■ WHAT TO WORK ON
An exact copy of all the data is the required output.

BEGIN SUPPLIED RECORDS

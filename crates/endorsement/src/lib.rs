//! # Endorsement Analysis
//!
//! Answers "which groups of peers, and how many from each, can endorse
//! this chaincode interest?" from live membership and ledger state.
//!
//! ## Modules
//!
//! - `support`: collaborator traits (membership, policies, metadata,
//!   principal evaluation)
//! - `principal_sets`: canonical principal sets, collection intersection,
//!   cross-chaincode merge
//! - `loader`: per-call metadata, collection filter, and policy loading
//! - `matcher`: matching principals to peers present in both membership
//!   views with the right chaincode versions
//! - `analyzer`: the `peers_for_endorsement` orchestrator
//!
//! ## Usage
//!
//! ```rust,ignore
//! use std::sync::Arc;
//! use disco_common::{ChaincodeCall, ChaincodeInterest};
//! use disco_endorsement::EndorsementAnalyzer;
//!
//! let analyzer = EndorsementAnalyzer::new(membership, policies, evaluator, metadata);
//! let interest = ChaincodeInterest::new(vec![ChaincodeCall::new("mycc")]);
//! let descriptor = analyzer.peers_for_endorsement("mychannel", &interest)?;
//! for layout in &descriptor.layouts {
//!     // pick `quantity` peers from each group
//! }
//! ```

pub mod analyzer;
pub mod loader;
pub mod matcher;
pub mod principal_sets;
pub mod support;

pub use analyzer::{compute_principal_sets, EndorsementAnalyzer};
pub use loader::{load_metadata_and_filters, CollectionFilter, LedgerPolicyFetcher, LoadedChaincode};
pub use matcher::{Candidate, GroupRequirement, MatchOutcome, PeerMatcher};
pub use principal_sets::{
    canonicalize, canonicalize_all, intersect_with_collection_policy, merge_principal_sets,
    pop_principal_sets, ComparablePrincipalSet,
};
pub use support::{MembershipProvider, MetadataFetcher, PolicyFetcher, PrincipalEvaluator};
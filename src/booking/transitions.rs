use crate::error::{Error, Result};
use crate::store::types::BookingStatus;

/// Guard for booking status transitions.
///
/// Forward moves go one step at a time (pending -> accepted -> in_progress
/// -> completed) and any non-terminal booking may divert to cancelled.
/// Terminal states admit nothing, including a repeat cancellation. The
/// legacy backend accepted any status write and trusted callers; validating
/// here is a deliberate behavior change.
pub fn check_transition(from: BookingStatus, to: BookingStatus) -> Result<()> {
    use BookingStatus::*;

    let allowed = match (from, to) {
        (Pending, Accepted) => true,
        (Accepted, InProgress) => true,
        (InProgress, Completed) => true,
        (from, Cancelled) => !from.is_terminal(),
        _ => false,
    };

    if allowed {
        Ok(())
    } else {
        Err(Error::InvalidTransition { from, to })
    }
}
//! Data store boundary. The engine reads aggregate facts and writes derived
//! fields through this trait; the concrete schema behind it is out of scope.

pub mod file;
pub mod memory;
pub mod types;

pub use memory::{MemoryStore, StoreData};

use crate::error::Result;
use crate::scoring::{HonorBreakdown, ScoreInputs};
use types::{Booking, BookingId, BookingStatus, ProviderId, ReviewId, UserId};

/// Review facts for one provider: mean rating over all reviews and how many
/// there are. Zeroes for a provider with no reviews.
#[derive(Debug, Clone, Copy, Default, PartialEq)]
pub struct ReviewAggregate {
    pub avg_rating: f64,
    pub review_count: u64,
}

/// Booking counters for one provider, bucketed the way the score needs them.
#[derive(Debug, Clone, Copy, Default, PartialEq, Eq)]
pub struct BookingAggregate {
    /// status == completed
    pub completed: u64,
    /// status in {accepted, in_progress, completed, cancelled}
    pub committed: u64,
    /// status != pending
    pub responded: u64,
    pub total: u64,
}

/// Fields supplied by the customer when placing a booking. Pricing is not
/// among them; the engine computes and freezes `total_amount`.
#[derive(Debug, Clone)]
pub struct NewBooking {
    pub user_id: UserId,
    pub provider_id: ProviderId,
    pub booking_date: String,
    pub estimated_hours: u32,
    pub description: Option<String>,
}

/// Storage operations the reputation core depends on.
///
/// Implementations must serialize the read-modify-write of a provider's
/// derived fields (`honor_score`, `rating`, `total_reviews`, `total_jobs`)
/// so that two concurrent completions for the same provider cannot compute
/// from stale aggregates. [`DataStore::recompute_honor_score`] is the
/// seam for that: it runs the whole fetch-compute-persist sequence as one
/// store operation.
pub trait DataStore {
    fn provider(&self, provider_id: ProviderId) -> Result<types::Provider>;

    fn review_aggregate(&self, provider_id: ProviderId) -> Result<ReviewAggregate>;

    fn booking_aggregate(&self, provider_id: ProviderId) -> Result<BookingAggregate>;

    fn provider_experience(&self, provider_id: ProviderId) -> Result<u32> {
        Ok(self.provider(provider_id)?.experience_years)
    }

    /// All scoring inputs for one provider. Override to fetch the three
    /// aggregates under a single serialization boundary.
    fn score_inputs(&self, provider_id: ProviderId) -> Result<ScoreInputs> {
        let reviews = self.review_aggregate(provider_id)?;
        let bookings = self.booking_aggregate(provider_id)?;
        let experience_years = self.provider_experience(provider_id)?;
        Ok(ScoreInputs {
            avg_rating: reviews.avg_rating,
            review_count: reviews.review_count,
            completed: bookings.completed,
            committed: bookings.committed,
            responded: bookings.responded,
            total_bookings: bookings.total,
            experience_years,
        })
    }

    fn persist_honor_score(&self, provider_id: ProviderId, score: f64) -> Result<()>;

    /// Fetch aggregates, compute, and persist one provider's honor score
    /// as a single store operation.
    ///
    /// The default chains [`DataStore::score_inputs`] and
    /// [`DataStore::persist_honor_score`]; implementations backed by
    /// shared mutable state must override it so the whole sequence runs
    /// under one serialization boundary (a transaction, or one lock
    /// acquisition) and a concurrent completion for the same provider
    /// cannot interleave a stale write between the read and the write.
    fn recompute_honor_score(
        &self,
        provider_id: ProviderId,
        compute: &dyn Fn(&ScoreInputs) -> HonorBreakdown,
    ) -> Result<HonorBreakdown> {
        let inputs = self.score_inputs(provider_id)?;
        let breakdown = compute(&inputs);
        self.persist_honor_score(provider_id, breakdown.total)?;
        Ok(breakdown)
    }

    /// Providers eligible for batch recompute: verified/active only.
    fn verified_providers(&self) -> Result<Vec<ProviderId>>;

    fn booking(&self, booking_id: BookingId) -> Result<Booking>;

    fn set_booking_status(&self, booking_id: BookingId, status: BookingStatus) -> Result<()>;

    fn create_booking(&self, new: NewBooking, total_amount: f64) -> Result<BookingId>;

    fn increment_total_jobs(&self, provider_id: ProviderId) -> Result<()>;

    /// Creates the review, enforcing one-review-per-booking and the
    /// completed-only rule even if the caller forgot to check.
    fn create_review(
        &self,
        booking_id: BookingId,
        user_id: UserId,
        provider_id: ProviderId,
        rating: u8,
        comment: Option<String>,
    ) -> Result<ReviewId>;

    fn update_provider_rating(
        &self,
        provider_id: ProviderId,
        rating: f64,
        total_reviews: u64,
    ) -> Result<()>;

    fn user_name(&self, user_id: UserId) -> Result<Option<String>>;

    /// Flips `is_read`, the only mutation a notification ever sees.
    fn mark_notification_read(&self, notification_id: u64) -> Result<()>;
}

END SUPPLIED RECORDS

■ WRITTEN ANSWER
filename crates/endorsement/src/lib.rs
//! # Endorsement Analysis
//!
//! Answers "which groups of peers, and how many from each, can endorse
//! this chaincode interest?" from live membership and ledger state.
//!
//! ## Modules
//!
//! - `support`: collaborator traits (membership, policies, metadata,
//!   principal evaluation)
//! - `principal_sets`: canonical principal sets, collection intersection,
//!   cross-chaincode merge
//! - `loader`: per-call metadata, collection filter, and policy loading
//! - `matcher`: matching principals to peers present in both membership
//!   views with the right chaincode versions
//! - `analyzer`: the `peers_for_endorsement` orchestrator
//!
//! ## Usage
//!
//! ```rust,ignore
//! use std::sync::Arc;
//! use disco_common::{ChaincodeCall, ChaincodeInterest};
//! use disco_endorsement::EndorsementAnalyzer;
//!
//! let analyzer = EndorsementAnalyzer::new(membership, policies, evaluator, metadata);
//! let interest = ChaincodeInterest::new(vec![ChaincodeCall::new("mycc")]);
//! let descriptor = analyzer.peers_for_endorsement("mychannel", &interest)?;
//! for layout in &descriptor.layouts {
//!     // pick `quantity` peers from each group
//! }
//! ```

pub mod analyzer;
pub mod loader;
pub mod matcher;
pub mod principal_sets;
pub mod support;

pub use analyzer::{compute_principal_sets, EndorsementAnalyzer};
pub use loader::{load_metadata_and_filters, CollectionFilter, LedgerPolicyFetcher, LoadedChaincode};
pub use matcher::{Candidate, GroupRequirement, MatchOutcome, PeerMatcher};
pub use principal_sets::{
    canonicalize, canonicalize_all, intersect_with_collection_policy, merge_principal_sets,
    pop_principal_sets, ComparablePrincipalSet,
};
pub use support::{MembershipProvider, MetadataFetcher, PolicyFetcher, PrincipalEvaluator};
filename src/booking/transitions.rs
use crate::error::{Error, Result};
use crate::store::types::BookingStatus;

/// Guard for booking status transitions.
///
/// Forward moves go one step at a time (pending -> accepted -> in_progress
/// -> completed) and any non-terminal booking may divert to cancelled.
/// Terminal states admit nothing, including a repeat cancellation. The
/// legacy backend accepted any status write and trusted callers; validating
/// here is a deliberate behavior change.
pub fn check_transition(from: BookingStatus, to: BookingStatus) -> Result<()> {
    use BookingStatus::*;

    let allowed = match (from, to) {
        (Pending, Accepted) => true,
        (Accepted, InProgress) => true,
        (InProgress, Completed) => true,
        (from, Cancelled) => !from.is_terminal(),
        _ => false,
    };

    if allowed {
        Ok(())
    } else {
        Err(Error::InvalidTransition { from, to })
    }
}
//! Data store boundary. The engine reads aggregate facts and writes derived
//! fields through this trait; the concrete schema behind it is out of scope.

pub mod file;
pub mod memory;
pub mod types;

pub use memory::{MemoryStore, StoreData};

use crate::error::Result;
use crate::scoring::{HonorBreakdown, ScoreInputs};
use types::{Booking, BookingId, BookingStatus, ProviderId, ReviewId, UserId};

/// Review facts for one provider: mean rating over all reviews and how many
/// there are. Zeroes for a provider with no reviews.
#[derive(Debug, Clone, Copy, Default, PartialEq)]
pub struct ReviewAggregate {
    pub avg_rating: f64,
    pub review_count: u64,
}

/// Booking counters for one provider, bucketed the way the score needs them.
#[derive(Debug, Clone, Copy, Default, PartialEq, Eq)]
pub struct BookingAggregate {
    /// status == completed
    pub completed: u64,
    /// status in {accepted, in_progress, completed, cancelled}
    pub committed: u64,
    /// status != pending
    pub responded: u64,
    pub total: u64,
}

/// Fields supplied by the customer when placing a booking. Pricing is not
/// among them; the engine computes and freezes `total_amount`.
#[derive(Debug, Clone)]
pub struct NewBooking {
    pub user_id: UserId,
    pub provider_id: ProviderId,
    pub booking_date: String,
    pub estimated_hours: u32,
    pub description: Option<String>,
}

/// Storage operations the reputation core depends on.
///
/// Implementations must serialize the read-modify-write of a provider's
/// derived fields (`honor_score`, `rating`, `total_reviews`, `total_jobs`)
/// so that two concurrent completions for the same provider cannot compute
/// from stale aggregates. [`DataStore::recompute_honor_score`] is the
/// seam for that: it runs the whole fetch-compute-persist sequence as one
/// store operation.
pub trait DataStore {
    fn provider(&self, provider_id: ProviderId) -> Result<types::Provider>;

    fn review_aggregate(&self, provider_id: ProviderId) -> Result<ReviewAggregate>;

    fn booking_aggregate(&self, provider_id: ProviderId) -> Result<BookingAggregate>;

    fn provider_experience(&self, provider_id: ProviderId) -> Result<u32> {
        Ok(self.provider(provider_id)?.experience_years)
    }

    /// All scoring inputs for one provider. Override to fetch the three
    /// aggregates under a single serialization boundary.
    fn score_inputs(&self, provider_id: ProviderId) -> Result<ScoreInputs> {
        let reviews = self.review_aggregate(provider_id)?;
        let bookings = self.booking_aggregate(provider_id)?;
        let experience_years = self.provider_experience(provider_id)?;
        Ok(ScoreInputs {
            avg_rating: reviews.avg_rating,
            review_count: reviews.review_count,
            completed: bookings.completed,
            committed: bookings.committed,
            responded: bookings.responded,
            total_bookings: bookings.total,
            experience_years,
        })
    }

    fn persist_honor_score(&self, provider_id: ProviderId, score: f64) -> Result<()>;

    /// Fetch aggregates, compute, and persist one provider's honor score
    /// as a single store operation.
    ///
    /// The default chains [`DataStore::score_inputs`] and
    /// [`DataStore::persist_honor_score`]; implementations backed by
    /// shared mutable state must override it so the whole sequence runs
    /// under one serialization boundary (a transaction, or one lock
    /// acquisition) and a concurrent completion for the same provider
    /// cannot interleave a stale write between the read and the write.
    fn recompute_honor_score(
        &self,
        provider_id: ProviderId,
        compute: &dyn Fn(&ScoreInputs) -> HonorBreakdown,
    ) -> Result<HonorBreakdown> {
        let inputs = self.score_inputs(provider_id)?;
        let breakdown = compute(&inputs);
        self.persist_honor_score(provider_id, breakdown.total)?;
        Ok(breakdown)
    }

    /// Providers eligible for batch recompute: verified/active only.
    fn verified_providers(&self) -> Result<Vec<ProviderId>>;

    fn booking(&self, booking_id: BookingId) -> Result<Booking>;

    fn set_booking_status(&self, booking_id: BookingId, status: BookingStatus) -> Result<()>;

    fn create_booking(&self, new: NewBooking, total_amount: f64) -> Result<BookingId>;

    fn increment_total_jobs(&self, provider_id: ProviderId) -> Result<()>;

    /// Creates the review, enforcing one-review-per-booking and the
    /// completed-only rule even if the caller forgot to check.
    fn create_review(
        &self,
        booking_id: BookingId,
        user_id: UserId,
        provider_id: ProviderId,
        rating: u8,
        comment: Option<String>,
    ) -> Result<ReviewId>;

    fn update_provider_rating(
        &self,
        provider_id: ProviderId,
        rating: f64,
        total_reviews: u64,
    ) -> Result<()>;

    fn user_name(&self, user_id: UserId) -> Result<Option<String>>;

    /// Flips `is_read`, the only mutation a notification ever sees.
    fn mark_notification_read(&self, notification_id: u64) -> Result<()>;
}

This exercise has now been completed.